Guangdong Provincial Key Laboratory of Brain Connectome and Behavior, the Brain Cognition and Brain Disease Institute, Shenzhen Institute of Advanced Technology, Chinese Academy of Sciences, Shenzhen, 518055, China.
Transl Psychiatry. 2023 May 25;13(1):178. doi: 10.1038/s41398-023-02481-8.
Investigation of the neurobiology of depression in humans depends on animal models that attempt to mimic specific features of the human disorder. However, frequently-used paradigms based on social stress cannot be easily applied to female mice which has led to a large sex bias in preclinical studies of depression. Furthermore, most studies focus on one or only a few behavioral assessments, with time and practical considerations prohibiting a comprehensive evaluation. In this study, we demonstrate that predator stress effectively induced depression-like behaviors in both male and female mice. By comparing predator stress and social defeat models, we observed that the former elicited a higher level of behavioral despair and the latter elicited more robust social avoidance. Furthermore, the use of machine learning (ML)-based spontaneous behavioral classification can distinguish mice subjected to one type of stress from another, and from non-stressed mice. We show that related patterns of spontaneous behaviors correspond to depression status as measured by canonical depression-like behaviors, which illustrates that depression-like symptoms can be predicted by ML-classified behavior patterns. Overall, our study confirms that the predator stress induced phenotype in mice is a good reflection of several important aspects of depression in humans and illustrates that ML-supported analysis can simultaneously evaluate multiple behavioral alterations in different animal models of depression, providing a more unbiased and holistic approach for the study of neuropsychiatric disorders.
人类抑郁症的神经生物学研究依赖于试图模拟人类疾病特定特征的动物模型。然而,基于社会压力的常用范式不能轻易应用于雌性小鼠,这导致了抑郁症临床前研究中的严重性别偏见。此外,大多数研究集中在一到几种行为评估上,时间和实际考虑因素禁止进行全面评估。

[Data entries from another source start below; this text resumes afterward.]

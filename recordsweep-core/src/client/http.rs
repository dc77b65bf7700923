//! `reqwest`-backed [`PlatformClient`].
//!
//! Endpoints:
//! - `POST {base}/oauth/token` (client-credentials grant, Basic auth)
//! - `GET {base}/rest/v2/tables/{table}/records` (Bearer auth)

use std::time::Duration;

use async_trait::async_trait;
use serde::Deserialize;
use serde::de::DeserializeOwned;
use tracing::debug;
use url::Url;
use zeroize::Zeroizing;

use super::{PageRequest, PlatformClient, TokenResponse};
use crate::Result;
use crate::auth::AccessToken;
use crate::error::{SweepError, redact_url};
use crate::models::RawRecord;
use crate::security::Credentials;

const COUNT_COLUMN: &str = "COUNT(*)";

#[derive(Deserialize)]
struct TokenBody {
    access_token: String,
    #[serde(default)]
    expires_in: Option<u64>,
    #[serde(default)]
    token_type: Option<String>,
}

#[derive(Deserialize)]
struct ResultEnvelope<T> {
    #[serde(rename = "Result")]
    result: Vec<T>,
}

#[derive(Deserialize)]
struct CountRow {
    #[serde(rename = "COUNT(*)")]
    count: u64,
}

/// HTTP client for one platform base URL.
#[derive(Debug, Clone)]
pub struct HttpPlatformClient {
    client: reqwest::Client,
    base_url: Url,
    timeout: Duration,
}

impl HttpPlatformClient {
    /// Creates a client for `base_url`; every request carries `timeout`.
    ///
    /// # Errors
    /// Returns a configuration error if `base_url` is not an absolute http(s)
    /// URL or the TLS backend cannot be initialized.
    pub fn new(base_url: &str, timeout: Duration) -> Result<Self> {
        let base_url = Url::parse(base_url).map_err(|e| {
            SweepError::configuration(format!(
                "Invalid base URL '{}': {}",
                redact_url(base_url),
                e
            ))
        })?;

        if !matches!(base_url.scheme(), "http" | "https") || base_url.cannot_be_a_base() {
            return Err(SweepError::configuration(format!(
                "Base URL '{}' must be an absolute http(s) URL",
                redact_url(base_url.as_str())
            )));
        }

        let client = reqwest::Client::builder()
            .timeout(timeout)
            .user_agent(concat!("recordsweep/", env!("CARGO_PKG_VERSION")))
            .build()
            .map_err(|e| {
                SweepError::configuration(format!("Failed to build HTTP client: {}", e))
            })?;

        Ok(Self {
            client,
            base_url,
            timeout,
        })
    }

    /// Creates a client for the platform the credentials belong to.
    ///
    /// # Errors
    /// See [`HttpPlatformClient::new`].
    pub fn for_credentials(credentials: &Credentials, timeout: Duration) -> Result<Self> {
        Self::new(credentials.base_url(), timeout)
    }

    fn endpoint(&self, segments: &[&str]) -> Result<Url> {
        let mut url = self.base_url.clone();
        url.path_segments_mut()
            .map_err(|()| SweepError::configuration("Base URL cannot carry a path"))?
            .pop_if_empty()
            .extend(segments);
        Ok(url)
    }

    fn records_url(&self, table: &str) -> Result<Url> {
        self.endpoint(&["rest", "v2", "tables", table, "records"])
    }

    fn send_error(&self, context: &str, error: reqwest::Error) -> SweepError {
        if error.is_timeout() {
            SweepError::timeout(context, self.timeout)
        } else {
            // reqwest errors embed the full URL; strip it before wrapping
            SweepError::transport(context, error.without_url())
        }
    }

    async fn get_json<T: DeserializeOwned>(
        &self,
        context: &str,
        token: &AccessToken,
        url: Url,
        query: &[(&str, String)],
    ) -> Result<T> {
        debug!(url = %redact_url(url.as_str()), "{}", context);

        let response = self
            .client
            .get(url)
            .bearer_auth(token.value())
            .query(query)
            .send()
            .await
            .map_err(|e| self.send_error(context, e))?;

        let status = response.status();
        let body = response
            .text()
            .await
            .map_err(|e| self.send_error(context, e))?;

        if !status.is_success() {
            return Err(SweepError::http(context, status.as_u16(), body));
        }

        serde_json::from_str(&body).map_err(|e| SweepError::invalid_response(context, e))
    }
}

#[async_trait]
impl PlatformClient for HttpPlatformClient {
    async fn request_token(&self, credentials: &Credentials) -> Result<TokenResponse> {
        let url = self.endpoint(&["oauth", "token"])?;
        debug!(url = %redact_url(url.as_str()), client_id = %credentials.client_id(), "Requesting access token");

        let authorization = credentials.basic_authorization();
        let response = self
            .client
            .post(url)
            .header(reqwest::header::AUTHORIZATION, authorization.as_str())
            .form(&[("grant_type", "client_credentials")])
            .send()
            .await
            .map_err(|e| self.send_error("Token request", e))?;

        let status = response.status();
        let body = Zeroizing::new(
            response
                .text()
                .await
                .map_err(|e| self.send_error("Token request", e))?,
        );

        if !status.is_success() {
            return Err(SweepError::auth(Some(status.as_u16()), body.as_str()));
        }

        let parsed: TokenBody = serde_json::from_str(&body)
            .map_err(|e| SweepError::invalid_response("Token response", e))?;

        Ok(TokenResponse {
            access_token: Zeroizing::new(parsed.access_token),
            expires_in: parsed.expires_in,
            token_type: parsed.token_type,
        })
    }

    async fn fetch_page(
        &self,
        token: &AccessToken,
        request: &PageRequest,
    ) -> Result<Vec<RawRecord>> {
        let url = self.records_url(&request.table)?;

        let mut query = vec![
            ("q.where", request.where_clause.clone()),
            ("q.pageSize", request.page_size.to_string()),
            ("q.pageNumber", request.page_number.to_string()),
        ];
        if let Some(select) = &request.select {
            query.push(("q.select", select.clone()));
        }
        if let Some(group_by) = &request.group_by {
            query.push(("q.groupBy", group_by.clone()));
        }

        let envelope: ResultEnvelope<RawRecord> =
            self.get_json("Page request", token, url, &query).await?;
        Ok(envelope.result)
    }

    async fn count(
        &self,
        token: &AccessToken,
        table: &str,
        where_clause: Option<&str>,
    ) -> Result<u64> {
        let url = self.records_url(table)?;

        let mut query = vec![("q.select", COUNT_COLUMN.to_string())];
        if let Some(where_clause) = where_clause {
            query.push(("q.where", where_clause.to_string()));
        }

        let envelope: ResultEnvelope<CountRow> =
            self.get_json("Count query", token, url, &query).await?;

        match envelope.result.first() {
            Some(row) => Ok(row.count),
            None => Err(SweepError::invalid_response(
                "Count query",
                <serde_json::Error as serde::de::Error>::custom("empty Result array"),
            )),
        }
    }
}
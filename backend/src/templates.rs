//! Template repository.
//!
//! One docx per [`TemplateKind`] lives in permanent storage under
//! `templates/{kind}.docx`. Uploading replaces it; there is no history, so
//! every render fetches the current copy again.

use crate::error::AppError;
use crate::storage::{Area, ObjectMetadata, ObjectStorage, StorageError};
use common::model::template::TemplateKind;
use std::io::{self, Read};
use std::path::PathBuf;
use std::sync::Arc;
use tempfile::NamedTempFile;

#[derive(Clone)]
pub struct TemplateRepository {
    storage: Arc<dyn ObjectStorage>,
    scratch_dir: PathBuf,
}

pub const DOCX_CONTENT_TYPE: &str =
    "application/vnd.openxmlformats-officedocument.wordprocessingml.document";

impl TemplateRepository {
    pub fn new(storage: Arc<dyn ObjectStorage>, scratch_dir: impl Into<PathBuf>) -> Self {
        Self {
            storage,
            scratch_dir: scratch_dir.into(),
        }
    }

    /// Copies the current template into a scratch file removed on drop.
    pub fn fetch(&self, kind: TemplateKind) -> Result<NamedTempFile, AppError> {
        let mut reader = match self.storage.get(Area::Permanent, &kind.storage_key()) {
            Ok(reader) => reader,
            Err(StorageError::NotFound(_)) => {
                return Err(AppError::NotFound(format!("template '{}'", kind)))
            }
            Err(e) => return Err(e.into()),
        };
        let mut local = tempfile::Builder::new()
            .prefix("template-")
            .suffix(".docx")
            .tempfile_in(&self.scratch_dir)?;
        io::copy(&mut reader, local.as_file_mut())?;
        Ok(local)
    }

    /// Replaces the template of `kind`.
    pub fn upload(&self, kind: TemplateKind, body: &mut dyn Read) -> Result<ObjectMetadata, AppError> {
        let metadata = self
            .storage
            .put(Area::Permanent, &kind.storage_key(), DOCX_CONTENT_TYPE, body)?;
        log::info!("template {} replaced ({} bytes)", kind, metadata.content_length);
        Ok(metadata)
    }

    pub fn exists(&self, kind: TemplateKind) -> Result<bool, AppError> {
        match self.storage.metadata(Area::Permanent, &kind.storage_key()) {
            Ok(_) => Ok(true),
            Err(StorageError::NotFound(_)) => Ok(false),
            Err(e) => Err(e.into()),
        }
    }
}
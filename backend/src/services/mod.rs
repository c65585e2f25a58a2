//! HTTP surface of the backend.
//!
//! Each sub-module exposes a `configure_routes()` scope. Handlers translate
//! HTTP into calls on the shared [`AppState`] and hand failures to the
//! injected [`ErrorTaxonomy`](crate::error::ErrorTaxonomy).

pub mod cases;
pub mod maintenance;
pub mod storage;
pub mod templates;

use crate::db::Database;
use crate::deadline::Deadline;
use crate::storage::signing::UrlSigner;
use crate::storage::ObjectStorage;
use crate::templates::TemplateRepository;
use crate::workflows::CaseService;
use actix_web::web;
use std::path::PathBuf;
use std::sync::Arc;
use std::time::Duration;

/// Everything handlers need, shared as `web::Data`.
#[derive(Clone)]
pub struct AppState {
    pub cases: CaseService,
    pub storage: Arc<dyn ObjectStorage>,
    pub signer: Arc<UrlSigner>,
    pub templates: TemplateRepository,
    pub db: Database,
    pub scratch_dir: PathBuf,
    pub request_timeout: Duration,
    pub max_upload_bytes: usize,
}

impl AppState {
    /// Deadline for one request, starting now.
    pub fn deadline(&self) -> Deadline {
        Deadline::after(self.request_timeout)
    }
}

/// Registers every API scope.
pub fn configure(cfg: &mut web::ServiceConfig) {
    cfg.service(storage::configure_routes())
        .service(templates::configure_routes())
        .service(cases::configure_routes())
        .service(maintenance::configure_routes());
}
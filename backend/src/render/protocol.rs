//! Error protocol of the docx merge tool.
//!
//! On failure the tool prints `{"code": <int>, "message": <string>}` to
//! stdout, or to stderr when stdout is empty.

use crate::render::RenderError;
use serde::Deserialize;

pub const CODE_SAVE_DOCX: i64 = 3;
pub const CODE_LOAD_TEMPLATE: i64 = 4;
pub const CODE_BAD_TEMPLATE: i64 = 5;

#[derive(Debug, Clone, PartialEq, Deserialize)]
pub struct ErrorPayload {
    pub code: i64,
    #[serde(default)]
    pub message: String,
}

/// Extracts the error payload from captured output. The whole stream is tried
/// first, then its last non-empty line, since tools may log before failing.
pub fn parse_payload(stdout: &[u8], stderr: &[u8]) -> Option<ErrorPayload> {
    let stdout = String::from_utf8_lossy(stdout);
    let stream = if stdout.trim().is_empty() {
        String::from_utf8_lossy(stderr)
    } else {
        stdout
    };
    let trimmed = stream.trim();
    serde_json::from_str(trimmed).ok().or_else(|| {
        trimmed
            .lines()
            .rev()
            .find(|line| !line.trim().is_empty())
            .and_then(|line| serde_json::from_str(line.trim()).ok())
    })
}

pub fn classify(payload: ErrorPayload) -> RenderError {
    match payload.code {
        CODE_SAVE_DOCX => RenderError::SaveDocx(payload.message),
        CODE_LOAD_TEMPLATE => RenderError::LoadTemplate(payload.message),
        CODE_BAD_TEMPLATE => RenderError::BadTemplate(payload.message),
        code => RenderError::Renderer {
            code,
            message: payload.message,
        },
    }
}

/// Maps the outcome of one merge invocation to a result.
pub fn interpret(
    program: &str,
    success: bool,
    exit_code: Option<i32>,
    stdout: &[u8],
    stderr: &[u8],
) -> Result<(), RenderError> {
    match parse_payload(stdout, stderr) {
        Some(payload) if payload.code != 0 => Err(classify(payload)),
        _ if success => Ok(()),
        Some(payload) => Err(RenderError::Process {
            program: program.to_string(),
            exit_code,
            output: payload.message,
        }),
        None => Err(RenderError::Process {
            program: program.to_string(),
            exit_code,
            output: combined_output(stdout, stderr),
        }),
    }
}

pub fn combined_output(stdout: &[u8], stderr: &[u8]) -> String {
    let stdout = String::from_utf8_lossy(stdout);
    let stderr = String::from_utf8_lossy(stderr);
    match (stdout.trim().is_empty(), stderr.trim().is_empty()) {
        (false, false) => format!("{}\n{}", stdout.trim(), stderr.trim()),
        (false, true) => stdout.trim().to_string(),
        (true, false) => stderr.trim().to_string(),
        (true, true) => String::new(),
    }
}

#[cfg(test)]
mod tests {
    use super::*;

    #[test]
    fn known_codes_are_classified() {
        let err = interpret("docx", false, Some(1), br#"{"code":5,"message":"tag"}"#, b"").unwrap_err();
        assert!(matches!(err, RenderError::BadTemplate(m) if m == "tag"));

        let err = interpret("docx", false, Some(1), br#"{"code":4,"message":"open"}"#, b"").unwrap_err();
        assert!(matches!(err, RenderError::LoadTemplate(_)));

        let err = interpret("docx", false, Some(1), br#"{"code":3,"message":"disk"}"#, b"").unwrap_err();
        assert!(matches!(err, RenderError::SaveDocx(_)));
    }

    #[test]
    fn unknown_code_keeps_code_and_message() {
        let err = interpret("docx", false, Some(2), b"", br#"{"code":9,"message":"odd"}"#).unwrap_err();
        assert!(matches!(err, RenderError::Renderer { code: 9, ref message } if message == "odd"));
    }

    #[test]
    fn unparsable_failure_carries_exit_code_and_output() {
        let err = interpret("docx", false, Some(139), b"", b"Segmentation fault").unwrap_err();
        match err {
            RenderError::Process { exit_code, output, .. } => {
                assert_eq!(exit_code, Some(139));
                assert_eq!(output, "Segmentation fault");
            }
            other => panic!("unexpected {other:?}"),
        }
    }

    #[test]
    fn success_with_an_error_payload_is_still_an_error() {
        let out = b"loading template\n{\"code\":5,\"message\":\"bad placeholder\"}\n";
        assert!(matches!(
            interpret("docx", true, Some(0), out, b""),
            Err(RenderError::BadTemplate(_))
        ));
        assert!(interpret("docx", true, Some(0), b"done", b"").is_ok());
        assert!(interpret("docx", true, Some(0), br#"{"code":0,"message":"ok"}"#, b"").is_ok());
    }
}
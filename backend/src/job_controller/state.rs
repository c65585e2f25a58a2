//! State of background jobs.
//!
//! Jobs such as the storage reconciliation sweep run outside the
//! request/response cycle. Handlers register a job as `Pending` and hand its
//! id to the client; the worker reports progress through an MPSC channel and
//! `start_job_updater` applies those updates to the shared map that the
//! status endpoint reads.

use common::jobs::JobStatus;
use std::{collections::HashMap, sync::Arc};
use tokio::sync::{mpsc, RwLock};

/// Shared map of job statuses plus the sender workers report through.
/// Injected into the application as `web::Data`.
#[derive(Clone)]
pub struct JobsState {
    pub jobs: Arc<RwLock<HashMap<String, JobStatus>>>,
    pub tx: mpsc::Sender<JobUpdate>,
}

#[derive(Debug)]
pub struct JobUpdate {
    pub(crate) job_id: String,
    pub(crate) status: JobStatus,
}

impl JobsState {
    /// A fresh state and the receiver to hand to [`start_job_updater`].
    pub fn new(capacity: usize) -> (Self, mpsc::Receiver<JobUpdate>) {
        let (tx, rx) = mpsc::channel(capacity);
        let state = Self {
            jobs: Arc::new(RwLock::new(HashMap::new())),
            tx,
        };
        (state, rx)
    }

    /// Registers a new job as pending and returns its id.
    pub async fn register(&self) -> String {
        let job_id = uuid::Uuid::new_v4().to_string();
        self.jobs
            .write()
            .await
            .insert(job_id.clone(), JobStatus::Pending);
        job_id
    }

    pub async fn set(&self, job_id: &str, status: JobStatus) {
        self.jobs.write().await.insert(job_id.to_string(), status);
    }

    pub async fn status(&self, job_id: &str) -> Option<JobStatus> {
        self.jobs.read().await.get(job_id).cloned()
    }
}

/// Applies job updates until every sender is gone. Spawned once at startup.
pub async fn start_job_updater(state: JobsState, mut rx: mpsc::Receiver<JobUpdate>) {
    while let Some(update) = rx.recv().await {
        let mut jobs = state.jobs.write().await;
        // A late progress report must not overwrite a final status.
        if matches!(
            jobs.get(&update.job_id),
            Some(JobStatus::Completed(_)) | Some(JobStatus::Failed(_))
        ) && matches!(update.status, JobStatus::InProgress(_))
        {
            continue;
        }
        jobs.insert(update.job_id, update.status);
    }
}

#[cfg(test)]
mod tests {
    use super::*;

    #[tokio::test]
    async fn updates_flow_through_the_channel() {
        let (state, rx) = JobsState::new(8);
        let job_id = state.register().await;
        assert_eq!(state.status(&job_id).await, Some(JobStatus::Pending));

        // The updater gets its own sender so dropping ours closes the channel.
        let (unused_tx, _unused_rx) = mpsc::channel(1);
        let updater_state = JobsState {
            jobs: state.jobs.clone(),
            tx: unused_tx,
        };
        let tx = state.tx.clone();
        let updater = tokio::spawn(start_job_updater(updater_state, rx));
        tx.send(JobUpdate {
            job_id: job_id.clone(),
            status: JobStatus::InProgress(50),
        })
        .await
        .unwrap();
        state.set(&job_id, JobStatus::Completed("{}".into())).await;
        tx.send(JobUpdate {
            job_id: job_id.clone(),
            status: JobStatus::InProgress(90),
        })
        .await
        .unwrap();

        drop(tx);
        let JobsState { tx: state_tx, jobs } = state;
        drop(state_tx);
        updater.await.unwrap();

        let jobs = jobs.read().await;
        assert_eq!(jobs.get(&job_id), Some(&JobStatus::Completed("{}".into())));
        assert!(jobs.get("unknown").is_none());
    }
}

在这项研究中,我们证明了捕食者压力可以有效地在雄性和雌性小鼠中诱导出类似抑郁症的行为。通过比较捕食者压力和社会挫败模型,我们观察到前者引起更高水平的行为绝望,后者引起更强烈的社会回避。此外,基于机器学习 (ML) 的自发行为分类可以将接受一种压力的小鼠与另一种压力的小鼠以及未接受压力的小鼠区分开来。我们表明,自发行为的相关模式与通过典型的类似抑郁症行为测量的抑郁症状态相对应,这表明抑郁症样症状可以通过 ML 分类的行为模式来预测。总体而言,我们的研究证实,小鼠中捕食者压力引起的表型很好地反映了人类抑郁症的几个重要方面,并表明 ML 支持的分析可以同时评估不同抑郁症动物模型中的多种行为改变,为神经精神疾病的研究提供了更客观和全面的方法。